On Wed, 24 Jul 2024 at 18:27, Aditya Garg <gargaditya08@xxxxxxxx> wrote:
>
>
>
> > On 24 Jul 2024, at 9:31 PM, Lukas Wunner <lukas@xxxxxxxxx> wrote:
> >
> > On Tue, Jul 23, 2024 at 04:25:19PM +0000, Aditya Garg wrote:
> >>> On Wed, Jul 17, 2024 at 04:35:15PM +0000, Aditya Garg wrote:
> >>> For the Macs having a single GPU, in case a person uses an eGPU,
> >>> they still need this apple-set-os quirk for hybrid graphics.
> >>
> >> Sending this message again as for some reason it got sent only to Lukas:
> >>
> >> Full model name: Mac mini (2018) (Macmini8,1)
> >>
> >> The drive link below has the logs:
> >>
> >> https://drive.google.com/file/d/1P3-GlksU6WppvzvWC0A-nAoTZh7oPPxk/view?usp=drive_link
> >
> > Some observations:
> >
> > * dmesg-with-egpu.txt: It seems the system was actually booted *without*
> > an eGPU, so the filename appears to be a misnomer.
> >
> > * The two files in the with_apple_set_os_efi directory only contain
> > incomplete dmesg output. Boot with log_buf_len=16M to solve this.

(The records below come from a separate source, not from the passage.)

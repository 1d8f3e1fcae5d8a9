//! Output types of the lyrics engine

use serde::Serialize;

use crate::features::settings::{Alignment, Rgb};

/// Font weight of a line
#[derive(Debug, Clone, Copy, PartialEq, Eq, Hash, Serialize)]
#[serde(rename_all = "snake_case")]
pub enum FontWeight {
    Normal,
    Bold,
}

/// Rendering attributes of one line at one instant
#[derive(Debug, Clone, Copy, PartialEq, Serialize)]
#[serde(rename_all = "camelCase")]
pub struct LineVisualState {
    /// Vertical offset from the focus anchor in pixels (positive = below)
    pub offset_y: f64,
    /// Scale factor, 1.0 = natural size
    pub scale: f64,
    /// Opacity (0.5 - 1.0)
    pub opacity: f64,
    /// Blur radius in pixels
    pub blur: f64,
    pub color: Rgb,
    pub weight: FontWeight,
    pub anchor: Alignment,
}

impl LineVisualState {
    /// Whether the line is drawn as the focused one
    pub fn is_emphasized(&self) -> bool {
        self.weight == FontWeight::Bold
    }
}

/// Visual state of every line for one active position
#[derive(Debug, Clone, PartialEq, Serialize)]
#[serde(rename_all = "camelCase")]
pub struct Frame {
    /// Monotonic frame counter assigned by the render driver
    pub sequence: u64,
    /// Active position the frame was computed for
    pub active_position: f64,
    /// One entry per lyric line, in line order
    pub lines: Vec<LineVisualState>,
}

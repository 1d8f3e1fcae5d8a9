//! Terminal preview sink
//!
//! Draws each frame as a block of text lines: colour faded by opacity,
//! bold for the emphasized line, a dimmed tag for blurred lines.

use std::io::Write;

use colored::Colorize;

use crate::features::lyrics::{Frame, FrameSink, LyricSequence};
use crate::features::settings::Alignment;
use crate::utils::fade_to_black;

const CLEAR_SCREEN: &str = "\x1b[2J\x1b[H";

/// [`FrameSink`] writing frames to a terminal (or any writer)
pub struct TerminalSink<W: Write + Send + 'static> {
    texts: Vec<String>,
    width: usize,
    out: W,
    clear: bool,
    failed: bool,
}

impl TerminalSink<std::io::Stdout> {
    /// Sink redrawing the whole screen on stdout
    pub fn stdout(lyrics: &LyricSequence) -> Self {
        Self::new(lyrics, std::io::stdout()).clearing(true)
    }
}

impl<W: Write + Send + 'static> TerminalSink<W> {
    pub fn new(lyrics: &LyricSequence, out: W) -> Self {
        let texts: Vec<String> = lyrics.lines().iter().map(|l| l.text.clone()).collect();
        let width = texts.iter().map(|t| t.chars().count()).max().unwrap_or(0);
        Self {
            texts,
            width,
            out,
            clear: false,
            failed: false,
        }
    }

    /// Clear the screen before every frame
    pub fn clearing(mut self, clear: bool) -> Self {
        self.clear = clear;
        self
    }

    #[cfg(test)]
    fn into_inner(self) -> W {
        self.out
    }

    fn draw(&mut self, frame: &Frame) -> std::io::Result<()> {
        let mut block = String::new();
        if self.clear {
            block.push_str(CLEAR_SCREEN);
        }
        block.push_str(&format!(
            "{}\n\n",
            format!(
                "frame {:>5}  active {:>6.3}",
                frame.sequence, frame.active_position
            )
            .dimmed()
        ));

        for (text, state) in self.texts.iter().zip(&frame.lines) {
            let pad = match state.anchor {
                Alignment::Left => 0,
                Alignment::Center => (self.width - text.chars().count()) / 2,
            };
            let c = fade_to_black(state.color, state.opacity);
            let mut styled = text.truecolor(c.r, c.g, c.b);
            if state.is_emphasized() {
                styled = styled.bold();
            }

            block.push_str(&format!(
                "{} {}{}",
                format!("{:>+7.1}", state.offset_y).dimmed(),
                " ".repeat(pad),
                styled
            ));
            if state.blur > 0.0 {
                block.push_str(&format!(" {}", format!("~blur {}", state.blur).dimmed()));
            }
            if (state.scale - 1.0).abs() > f64::EPSILON {
                block.push_str(&format!(" {}", format!("x{:.2}", state.scale).dimmed()));
            }
            block.push('\n');
        }

        self.out.write_all(block.as_bytes())?;
        self.out.flush()
    }
}

impl<W: Write + Send + 'static> FrameSink for TerminalSink<W> {
    fn render(&mut self, frame: &Frame) {
        if let Err(e) = self.draw(frame) {
            // report once, a closed pipe would otherwise flood the log
            if !self.failed {
                tracing::warn!("Failed to draw preview frame: {}", e);
                self.failed = true;
            }
        }
    }
}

> > Fortunately the truncated log is sufficient to see what's going on.
> >
> > * If the apple_set_os protocol is not used, the attached eGPU is not
> > enumerated by the kernel on boot and a rescan is required.

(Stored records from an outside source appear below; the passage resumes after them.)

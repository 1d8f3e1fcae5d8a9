//! Render driver for the lyric scroll preview
//!
//! Owns the active position over time. Every `step_period` the active line
//! advances to `(index + 1) % line_count` and a fresh [`Frame`] is computed and
//! handed to a [`FrameSink`]. With smoothing enabled, the driver also emits
//! sub-frames every `frame_period` in between, following the damped
//! [`FocusTransition`] toward the new line.
//!
//! The active position has exactly one writer (the driver task). Readers get
//! whole frames through a `watch` channel: a newer frame replaces the
//! previous one, frames never interleave.

use std::sync::Arc;
use std::time::Duration;

use tokio::sync::{oneshot, watch};
use tokio::task::JoinHandle;
use tokio::time::{Instant, MissedTickBehavior};
use tracing::debug;

use super::engine::{FocusTransition, Frame, LyricsEngine};

/// Receives every frame the driver produces
pub trait FrameSink: Send + 'static {
    fn render(&mut self, frame: &Frame);
}

/// Timing options for the driver
#[derive(Debug, Clone, PartialEq)]
pub struct DriverOptions {
    /// Line focused when the driver starts (wrapped into range)
    pub start_index: usize,
    /// Time between two line advances
    pub step_period: Duration,
    /// Sub-frame period for damped transitions; `None` renders integer
    /// positions only
    pub frame_period: Option<Duration>,
    /// Stop on its own after this many advances
    pub max_steps: Option<u64>,
}

impl Default for DriverOptions {
    fn default() -> Self {
        Self {
            start_index: 2,
            step_period: Duration::from_secs(2),
            frame_period: None,
            max_steps: None,
        }
    }
}

/// Active position state machine, free of any clock
///
/// Time is supplied by the caller as elapsed time since the driver started.
#[derive(Debug, Clone)]
pub struct ActiveCursor {
    index: usize,
    line_count: usize,
    step_period: Duration,
    damping: f64,
    transition: FocusTransition,
    /// Elapsed time of the last advance
    stepped_at: Duration,
    steps: u64,
}

impl ActiveCursor {
    pub fn new(start_index: usize, line_count: usize, step_period: Duration, damping: f64) -> Self {
        let line_count = line_count.max(1);
        let index = start_index % line_count;
        Self {
            index,
            line_count,
            step_period,
            damping,
            transition: FocusTransition::settled(index as f64, damping),
            stepped_at: Duration::ZERO,
            steps: 0,
        }
    }

    /// Current integer active line
    pub fn index(&self) -> usize {
        self.index
    }

    /// Number of advances so far
    pub fn steps(&self) -> u64 {
        self.steps
    }

    /// Advance one line at `at`, wrapping to 0 after the last line
    pub fn advance(&mut self, at: Duration) {
        let from = self.smoothed_position(at);
        self.index = (self.index + 1) % self.line_count;
        self.transition = FocusTransition::new(from, self.index as f64, self.damping);
        self.stepped_at = at;
        self.steps += 1;
    }

    /// Apply every advance due by `elapsed`; returns how many happened
    pub fn poll(&mut self, elapsed: Duration) -> u64 {
        let mut advanced = 0;
        if self.step_period.is_zero() {
            return advanced;
        }
        while elapsed >= self.stepped_at + self.step_period {
            let at = self.stepped_at + self.step_period;
            self.advance(at);
            advanced += 1;
        }
        advanced
    }

    /// Active position at `elapsed`, following the damped transition
    pub fn smoothed_position(&self, elapsed: Duration) -> f64 {
        self.transition
            .position(elapsed.saturating_sub(self.stepped_at))
    }

    /// Active position as the reference preview requests it
    pub fn position(&self) -> f64 {
        self.index as f64
    }
}

/// What a finished driver run did
#[derive(Debug, Clone, Copy, PartialEq, Eq)]
pub struct DriverSummary {
    pub frames: u64,
    pub steps: u64,
    pub final_index: usize,
}

/// Timer-driven re-render loop
#[derive(Debug, Clone)]
pub struct RenderDriver {
    engine: Arc<LyricsEngine>,
    options: DriverOptions,
}

impl RenderDriver {
    pub fn new(engine: Arc<LyricsEngine>, options: DriverOptions) -> Self {
        Self { engine, options }
    }

    /// Start the loop on the tokio runtime
    pub fn spawn<S: FrameSink>(self, sink: S) -> DriverHandle {
        let cursor = self.cursor();
        let initial = self.engine.frame(0, cursor.position());
        let (frame_tx, frame_rx) = watch::channel(initial);
        let (stop_tx, stop_rx) = oneshot::channel();

        let task = tokio::spawn(self.run(cursor, sink, frame_tx, stop_rx));

        DriverHandle {
            frames: frame_rx,
            stop: Some(stop_tx),
            task,
        }
    }

    fn cursor(&self) -> ActiveCursor {
        ActiveCursor::new(
            self.options.start_index,
            self.engine.line_count(),
            self.options.step_period,
            self.engine.config().damping,
        )
    }

    async fn run<S: FrameSink>(
        self,
        mut cursor: ActiveCursor,
        mut sink: S,
        frame_tx: watch::Sender<Frame>,
        mut stop_rx: oneshot::Receiver<()>,
    ) -> DriverSummary {
        let smooth = self.options.frame_period.is_some();
        let period = self
            .options
            .frame_period
            .unwrap_or(self.options.step_period)
            .max(Duration::from_millis(1));

        // Burst keeps the returned instants on the schedule, so elapsed time
        // (and therefore every step) stays deterministic under load
        let mut ticker = tokio::time::interval(period);
        ticker.set_missed_tick_behavior(MissedTickBehavior::Burst);

        let mut origin: Option<Instant> = None;
        let mut frame = Frame {
            sequence: 0,
            active_position: cursor.position(),
            lines: Vec::with_capacity(self.engine.line_count()),
        };
        let mut sequence = 0u64;

        debug!(
            "Render driver started at line {} of {} (period {:?}, smooth: {})",
            cursor.index(),
            self.engine.line_count(),
            period,
            smooth
        );

        loop {
            tokio::select! {
                biased;
                _ = &mut stop_rx => {
                    debug!("Render driver stopped");
                    break;
                }
                now = ticker.tick() => {
                    let start = *origin.get_or_insert(now);
                    let elapsed = now.duration_since(start);

                    if cursor.poll(elapsed) > 0 {
                        debug!("Active line -> {}", cursor.index());
                    }

                    let position = if smooth {
                        cursor.smoothed_position(elapsed)
                    } else {
                        cursor.position()
                    };
                    self.engine.fill_frame(&mut frame, sequence, position);
                    sink.render(&frame);
                    frame_tx.send_replace(frame.clone());
                    sequence += 1;

                    if self.options.max_steps.is_some_and(|max| cursor.steps() >= max) {
                        debug!("Render driver finished after {} steps", cursor.steps());
                        break;
                    }
                }
            }
        }

        DriverSummary {
            frames: sequence,
            steps: cursor.steps(),
            final_index: cursor.index(),
        }
    }
}

/// Control handle of a running driver
#[derive(Debug)]
pub struct DriverHandle {
    frames: watch::Receiver<Frame>,
    stop: Option<oneshot::Sender<()>>,
    task: JoinHandle<DriverSummary>,
}

impl DriverHandle {
    /// Receiver of the most recent frame
    pub fn frames(&self) -> watch::Receiver<Frame> {
        self.frames.clone()
    }

    /// Cancel the timer; the in-flight evaluation (if any) completes first
    pub fn stop(&mut self) {
        if let Some(stop) = self.stop.take() {
            // the task may already have finished on its own
            let _ = stop.send(());
        }
    }

    /// Wait for the loop to end
    pub async fn join(self) -> anyhow::Result<DriverSummary> {
        // keep `stop` alive until the task ends, dropping it would cancel
        let DriverHandle { stop, task, .. } = self;
        let summary = task.await?;
        drop(stop);
        Ok(summary)
    }
}

#[cfg(test)]
mod tests {
    use super::*;
    use crate::features::settings::ScriptConfig;
    use parking_lot::Mutex;

    #[derive(Clone, Default)]
    struct Recorder(Arc<Mutex<Vec<Frame>>>);

    impl FrameSink for Recorder {
        fn render(&mut self, frame: &Frame) {
            self.0.lock().push(frame.clone());
        }
    }

    fn engine(lines: usize) -> Arc<LyricsEngine> {
        Arc::new(LyricsEngine::new(
            ScriptConfig::default().validated().unwrap(),
            lines,
        ))
    }

    #[test]
    fn test_cursor_wraps_after_last_line() {
        let mut cursor = ActiveCursor::new(5, 7, Duration::from_secs(2), 0.8);
        let mut seen = Vec::new();
        for k in 1..=4u64 {
            cursor.advance(Duration::from_secs(2 * k));
            seen.push(cursor.index());
        }
        assert_eq!(seen, [6, 0, 1, 2]);
        assert_eq!(cursor.steps(), 4);
    }

    #[test]
    fn test_cursor_start_index_is_wrapped() {
        let cursor = ActiveCursor::new(9, 7, Duration::from_secs(2), 0.8);
        assert_eq!(cursor.index(), 2);
        let single = ActiveCursor::new(3, 1, Duration::from_secs(2), 0.8);
        assert_eq!(single.index(), 0);
    }

    #[test]
    fn test_cursor_poll_follows_step_period() {
        let mut cursor = ActiveCursor::new(2, 7, Duration::from_secs(2), 0.8);
        assert_eq!(cursor.poll(Duration::from_millis(1999)), 0);
        assert_eq!(cursor.index(), 2);
        assert_eq!(cursor.poll(Duration::from_secs(2)), 1);
        assert_eq!(cursor.index(), 3);
        // late poll catches up on the steps due at 4 s, 6 s and 8 s
        assert_eq!(cursor.poll(Duration::from_secs(9)), 3);
        assert_eq!(cursor.index(), 6);
    }

    #[test]
    fn test_cursor_smoothed_position_moves_toward_new_line() {
        let mut cursor = ActiveCursor::new(2, 7, Duration::from_secs(2), 0.8);
        cursor.poll(Duration::from_secs(2));

        assert_eq!(cursor.smoothed_position(Duration::from_secs(2)), 2.0);
        let mid = cursor.smoothed_position(Duration::from_millis(2200));
        assert!(mid > 2.0 && mid < 3.0);
        let late = cursor.smoothed_position(Duration::from_secs(3));
        assert!(late > mid && late <= 3.0);
        assert_eq!(cursor.position(), 3.0);
    }

    #[tokio::test]
    async fn test_driver_renders_each_step() {
        let recorder = Recorder::default();
        let driver = RenderDriver::new(
            engine(7),
            DriverOptions {
                start_index: 5,
                step_period: Duration::from_millis(10),
                frame_period: None,
                max_steps: Some(3),
            },
        );

        let handle = driver.spawn(recorder.clone());
        let frames = handle.frames();
        let summary = handle.join().await.unwrap();

        assert_eq!(
            summary,
            DriverSummary {
                frames: 4,
                steps: 3,
                final_index: 1
            }
        );

        let recorded = recorder.0.lock();
        let positions: Vec<f64> = recorded.iter().map(|f| f.active_position).collect();
        assert_eq!(positions, [5.0, 6.0, 0.0, 1.0]);
        assert!(recorded.iter().all(|f| f.lines.len() == 7));
        assert_eq!(recorded[2].lines[0].offset_y, 0.0);
        assert!(recorded[2].lines[0].is_emphasized());

        let sequences: Vec<u64> = recorded.iter().map(|f| f.sequence).collect();
        assert_eq!(sequences, [0, 1, 2, 3]);
        assert_eq!(frames.borrow().sequence, 3);
    }

    #[tokio::test]
    async fn test_smooth_driver_emits_fractional_positions() {
        let recorder = Recorder::default();
        let driver = RenderDriver::new(
            engine(7),
            DriverOptions {
                start_index: 0,
                step_period: Duration::from_millis(40),
                frame_period: Some(Duration::from_millis(5)),
                max_steps: Some(2),
            },
        );

        let summary = driver.spawn(recorder.clone()).join().await.unwrap();
        assert_eq!(summary.steps, 2);
        assert_eq!(summary.final_index, 2);
        // ticks at 0, 5, .., 80 ms
        assert_eq!(summary.frames, 17);

        let recorded = recorder.0.lock();
        let positions: Vec<f64> = recorded.iter().map(|f| f.active_position).collect();

        // before the first step the focus rests on line 0
        assert!(positions[..8].iter().all(|&p| p == 0.0));
        // the frame at the step still starts from the old position
        assert_eq!(positions[8], 0.0);
        // in between it glides toward line 1 without reaching it
        let gliding = &positions[9..16];
        assert!(gliding.iter().all(|&p| p > 0.0 && p < 1.0));
        assert!(gliding.windows(2).all(|w| w[0] < w[1]));
        // the second step starts from wherever the glide was
        assert!(positions[16] > positions[15] && positions[16] < 1.0);
    }

    #[tokio::test]
    async fn test_stop_cancels_the_timer() {
        let recorder = Recorder::default();
        let driver = RenderDriver::new(
            engine(3),
            DriverOptions {
                step_period: Duration::from_secs(60),
                ..Default::default()
            },
        );

        let mut handle = driver.spawn(recorder.clone());
        let mut frames = handle.frames();
        // wait for the immediate first tick
        frames.changed().await.unwrap();
        handle.stop();
        let summary = handle.join().await.unwrap();

        assert_eq!(summary.steps, 0);
        assert_eq!(summary.frames, 1);
        assert_eq!(summary.final_index, 2);
        assert_eq!(recorder.0.lock().len(), 1);
    }
}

> > So neither the iGPU nor the eGPU are working. The reason is BIOS
> > sets up incorrect bridge windows for the Thunderbolt host controller:
> > Its two downstream ports' 64-bit windows overlap. The 32-bit windows
> > do not overlap. If apple_set_os is used, the eGPU is using the
> > (non-overlapping) 32-bit window. If apple_set_os is not used,
> > the attached eGPU is using the (overlapping, hence broken) 64-bit window.
> >
> > So not only is apple_set_os needed to keep the iGPU enabled,
> > but also to ensure BIOS sets up bridge windows in a manner that is
> > only halfway broken and not totally broken.
> >
> > Below, 0000:06:01.0 and 0000:06:04.0 are the downstream ports on the
> > Thunderbolt host controller and 0000:09:00.0 is the upstream port of
> > the attached eGPU.
> >
> > iGPU enabled, no eGPU attached (dmesg.txt):
> > pci 0000:06:01.0: bridge window [mem 0x81900000-0x888fffff]

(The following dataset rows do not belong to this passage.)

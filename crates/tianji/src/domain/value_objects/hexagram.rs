//! HexagramCode (卦) - Six stacked lines and the 64-name table

use super::Trigram;

/// Hexagram names keyed by six-character binary, in descending key order
///
/// Keys are looked up verbatim. The compound names read the first three
/// characters as the outer image and the last three as the inner one.
pub const HEXAGRAM_NAMES: [(&str, &str); 64] = [
    ("111111", "乾为天"), ("111110", "天泽履"), ("111101", "天火同人"), ("111100", "天雷无妄"),
    ("111011", "天风姤"), ("111010", "天水讼"), ("111001", "天山遁"), ("111000", "天地否"),
    ("110111", "泽天夬"), ("110110", "兑为泽"), ("110101", "泽火革"), ("110100", "泽雷随"),
    ("110011", "泽风大过"), ("110010", "泽水困"), ("110001", "泽山咸"), ("110000", "泽地萃"),
    ("101111", "火天大有"), ("101110", "火泽睽"), ("101101", "离为火"), ("101100", "火雷噬嗑"),
    ("101011", "火风鼎"), ("101010", "火水未济"), ("101001", "火山旅"), ("101000", "火地晋"),
    ("100111", "雷天大壮"), ("100110", "雷泽归妹"), ("100101", "雷火丰"), ("100100", "震为雷"),
    ("100011", "雷风恒"), ("100010", "雷水解"), ("100001", "雷山小过"), ("100000", "雷地豫"),
    ("011111", "风天小畜"), ("011110", "风泽中孚"), ("011101", "风火家人"), ("011100", "风雷益"),
    ("011011", "巽为风"), ("011010", "风水涣"), ("011001", "风山渐"), ("011000", "风地观"),
    ("010111", "水天需"), ("010110", "水泽节"), ("010101", "水火既济"), ("010100", "水雷屯"),
    ("010011", "水风井"), ("010010", "坎为水"), ("010001", "水山蹇"), ("010000", "水地比"),
    ("001111", "山天大畜"), ("001110", "山泽损"), ("001101", "山火贲"), ("001100", "山雷颐"),
    ("001011", "山风蛊"), ("001010", "山水蒙"), ("001001", "艮为山"), ("001000", "山地剥"),
    ("000111", "地天泰"), ("000110", "地泽临"), ("000101", "地火明夷"), ("000100", "地雷复"),
    ("000011", "地风升"), ("000010", "地水师"), ("000001", "地山谦"), ("000000", "坤为地"),
];

/// Six-bit hexagram code
///
/// Bit 5 holds line 1 (bottom) and bit 0 holds line 6 (top), so the code
/// printed as six binary digits is the line values in position order.
#[derive(Debug, Clone, Copy, PartialEq, Eq, Hash)]
pub struct HexagramCode(u8);

impl HexagramCode {
    /// Build from line values in position order (1 → 6); any non-zero value counts as yang
    pub fn from_values(values: [u8; 6]) -> Self {
        let code = values
            .iter()
            .fold(0u8, |acc, value| (acc << 1) | u8::from(*value != 0));
        Self(code)
    }

    pub fn from_bits(bits: u8) -> Self {
        Self(bits & 0b11_1111)
    }

    pub fn bits(self) -> u8 {
        self.0
    }

    /// Six-character key, line 1 first
    pub fn binary(self) -> String {
        format!("{:06b}", self.0)
    }

    /// Lines 1-3
    pub fn lower(self) -> Trigram {
        Trigram::from_code(self.0 >> 3)
    }

    /// Lines 4-6
    pub fn upper(self) -> Trigram {
        Trigram::from_code(self.0)
    }

    pub fn name(self) -> &'static str {
        HEXAGRAM_NAMES[usize::from(0b11_1111 - self.0)].1
    }

    /// Value (0/1) of the line at a 1-indexed position
    pub fn line_value(self, position: u8) -> u8 {
        (self.0 >> (6 - position.clamp(1, 6))) & 1
    }
}

impl std::str::FromStr for HexagramCode {
    type Err = String;

    fn from_str(s: &str) -> Result<Self, Self::Err> {
        if s.len() != 6 || !s.bytes().all(|b| b == b'0' || b == b'1') {
            return Err(format!("Hexagram key must be six 0/1 characters: {}", s));
        }
        u8::from_str_radix(s, 2)
            .map(Self)
            .map_err(|e| format!("Invalid hexagram key {}: {}", s, e))
    }
}

impl std::fmt::Display for HexagramCode {
    fn fmt(&self, f: &mut std::fmt::Formatter<'_>) -> std::fmt::Result {
        write!(f, "{}", self.name())
    }
}

#[cfg(test)]
mod tests {
    use super::*;

    #[test]
    fn test_table_is_complete_and_ordered() {
        for (i, (key, name)) in HEXAGRAM_NAMES.iter().enumerate() {
            let code: HexagramCode = key.parse().unwrap();
            assert_eq!(usize::from(code.bits()), 63 - i);
            assert_eq!(code.binary(), *key);
            assert_eq!(code.name(), *name);
            assert!(!name.is_empty());
        }
    }

    #[test]
    fn test_every_code_has_a_name() {
        for bits in 0..64u8 {
            assert!(!HexagramCode::from_bits(bits).name().is_empty());
        }
    }

    #[test]
    fn test_from_values_is_position_ordered() {
        let code = HexagramCode::from_values([1, 0, 0, 0, 0, 1]);
        assert_eq!(code.binary(), "100001");
        assert_eq!(code.lower(), Trigram::Zhen);
        assert_eq!(code.upper(), Trigram::Gen);
        assert_eq!(code.name(), "雷山小过");
        assert_eq!(code.line_value(1), 1);
        assert_eq!(code.line_value(2), 0);
        assert_eq!(code.line_value(6), 1);
    }

    #[test]
    fn test_rejects_malformed_keys() {
        assert!("10101".parse::<HexagramCode>().is_err());
        assert!("1010102".parse::<HexagramCode>().is_err());
        assert!("10a010".parse::<HexagramCode>().is_err());
    }
}
//! Bazi (八字) Routes

use axum::{
    extract::{rejection::JsonRejection, State},
    routing::post,
    Json, Router,
};

use crate::error::ApiError;
use crate::models::{BaziResponse, CalculateBaziRequest, ErrorResponse};
use crate::AppState;

/// Calculate the lunar date and Four Pillars for a birth moment
#[utoipa::path(
    post,
    path = "/api/calculate_bazi",
    request_body = CalculateBaziRequest,
    responses(
        (status = 200, description = "Four Pillars chart", body = BaziResponse),
        (status = 400, description = "Malformed body or invalid field", body = ErrorResponse),
        (status = 422, description = "Date outside the supported lunar table", body = ErrorResponse)
    ),
    tag = "Bazi"
)]
pub async fn calculate_bazi(
    State(state): State<AppState>,
    payload: Result<Json<CalculateBaziRequest>, JsonRejection>,
) -> Result<Json<BaziResponse>, ApiError> {
    let Json(req) = payload?;

    let chart = state
        .reading_service
        .calculate_bazi(req.year, req.month, req.day, req.hour)?;

    Ok(Json(BaziResponse {
        success: true,
        bazi_data: chart,
    }))
}

pub fn router() -> Router<AppState> {
    Router::new().route("/api/calculate_bazi", post(calculate_bazi))
}

#[cfg(test)]
mod tests {
    use axum::{
        body::{to_bytes, Body},
        http::{Request, StatusCode},
    };
    use serde_json::{json, Value};
    use tower::ServiceExt;

    use crate::config::ServerConfig;

    async fn post_json(body: Body) -> (StatusCode, Value) {
        let app = crate::app(&ServerConfig::default());
        let response = app
            .oneshot(
                Request::builder()
                    .method("POST")
                    .uri("/api/calculate_bazi")
                    .header("content-type", "application/json")
                    .body(body)
                    .unwrap(),
            )
            .await
            .unwrap();

        let status = response.status();
        let bytes = to_bytes(response.into_body(), usize::MAX).await.unwrap();
        (status, serde_json::from_slice(&bytes).unwrap())
    }

    #[tokio::test]
    async fn test_calculate_bazi_success() {
        let body = json!({ "year": 1995, "month": 5, "day": 15, "hour": 10 });
        let (status, value) = post_json(Body::from(body.to_string())).await;

        assert_eq!(status, StatusCode::OK);
        assert_eq!(value["success"], true);

        let data = &value["baziData"];
        assert_eq!(data["fullBazi"], "乙亥 庚巳 丙申 乙巳");
        assert_eq!(data["bazi"]["yearPillar"], "乙亥");
        assert_eq!(data["bazi"]["hourPillar"], "乙巳");
        assert_eq!(
            data["solarDate"],
            json!({ "year": 1995, "month": 5, "day": 15, "hour": 10 })
        );
        assert_eq!(
            data["lunarDate"],
            json!({ "year": 1995, "month": 4, "day": 8, "isLeap": false })
        );
    }

    #[tokio::test]
    async fn test_calculate_bazi_invalid_hour() {
        let body = json!({ "year": 1995, "month": 5, "day": 15, "hour": 24 });
        let (status, value) = post_json(Body::from(body.to_string())).await;

        assert_eq!(status, StatusCode::BAD_REQUEST);
        assert_eq!(value["success"], false);
        assert!(value["error"].as_str().unwrap().contains("hour"));
    }

    #[tokio::test]
    async fn test_calculate_bazi_missing_field() {
        let body = json!({ "year": 1995, "month": 5, "day": 15 });
        let (status, value) = post_json(Body::from(body.to_string())).await;

        assert_eq!(status, StatusCode::BAD_REQUEST);
        assert_eq!(value["success"], false);
    }

    #[tokio::test]
    async fn test_calculate_bazi_not_json() {
        let (status, value) = post_json(Body::from("year=1995")).await;

        assert_eq!(status, StatusCode::BAD_REQUEST);
        assert_eq!(value["success"], false);
    }

    #[tokio::test]
    async fn test_calculate_bazi_out_of_range() {
        let body = json!({ "year": 1850, "month": 1, "day": 1, "hour": 0 });
        let (status, value) = post_json(Body::from(body.to_string())).await;

        assert_eq!(status, StatusCode::UNPROCESSABLE_ENTITY);
        assert_eq!(value["success"], false);
        assert!(value["error"]
            .as_str()
            .unwrap()
            .starts_with("Unsupported date range"));
    }
}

> > pci 0000:06:01.0: bridge window [mem 0xb1400000-0xb83fffff 64bit pref]
> > pci 0000:06:04.0: bridge window [mem 0x88900000-0x8f8fffff]
> > pci 0000:06:04.0: bridge window [mem 0xb8400000-0xbf3fffff 64bit pref]
> >
> > iGPU disabled, eGPU attached, apple_set_os not used (journalctl.txt):
> > pci 0000:06:01.0: bridge window [mem 0x81900000-0x888fffff]
> > pci 0000:06:01.0: bridge window [mem 0xb1400000-0xc6ffffff 64bit pref]
> > pci 0000:06:04.0: bridge window [mem 0x88900000-0x8f8fffff]
> > pci 0000:06:04.0: bridge window [mem 0xb8400000-0xbf3fffff 64bit pref]
> > pci 0000:06:04.0: bridge window [mem 0xb8400000-0xbf3fffff 64bit pref]: can't claim; address conflict with PCI Bus 0000:09 [mem 0xb1400000-0xbf3fffff 64bit pref]
> >
> > iGPU enabled, eGPU attached, apple_set_os used (working-journalctl.txt):
> > pci 0000:06:01.0: bridge window [mem 0x81900000-0x888fffff]
> > pci 0000:06:01.0: bridge window [mem 0xb1400000-0xc6ffffff 64bit pref]
> > pci 0000:06:04.0: bridge window [mem 0x88900000-0x8f8fffff]
> > pci 0000:06:04.0: bridge window [mem 0xb8400000-0xbf3fffff 64bit pref]
> > pci 0000:09:00.0: bridge window [mem 0x81900000-0x81cfffff]
> >
> > * As to how we can solve this and keep using apple_set_os only when
> > necessary:
> >
> > I note that on x86, the efistub walks over all PCI devices in the system
> > (see setup_efi_pci() in drivers/firmware/efi/libstub/x86-stub.c) and
> > retrieves the Device ID and Vendor ID. We could additionally retrieve
> > the Class Code and count the number of GPUs in the system by checking
> > whether the Class Code matches PCI_BASE_CLASS_DISPLAY. If there's
> > at least 2 GPUs in the system, invoke apple_set_os.
>
> This also looks like a good idea, but I'm not well aware of the pci quirks in the Linux kernel. So, would consider it a bug report for the maintainers to fix.

That is not how it works.

This is not a regression in Linux, and even if it was, it is not the
maintainers' job to fix bugs.

If Linux is lacking functionality that you find important, please
propose a patch the implements it, and argue why it should be merged.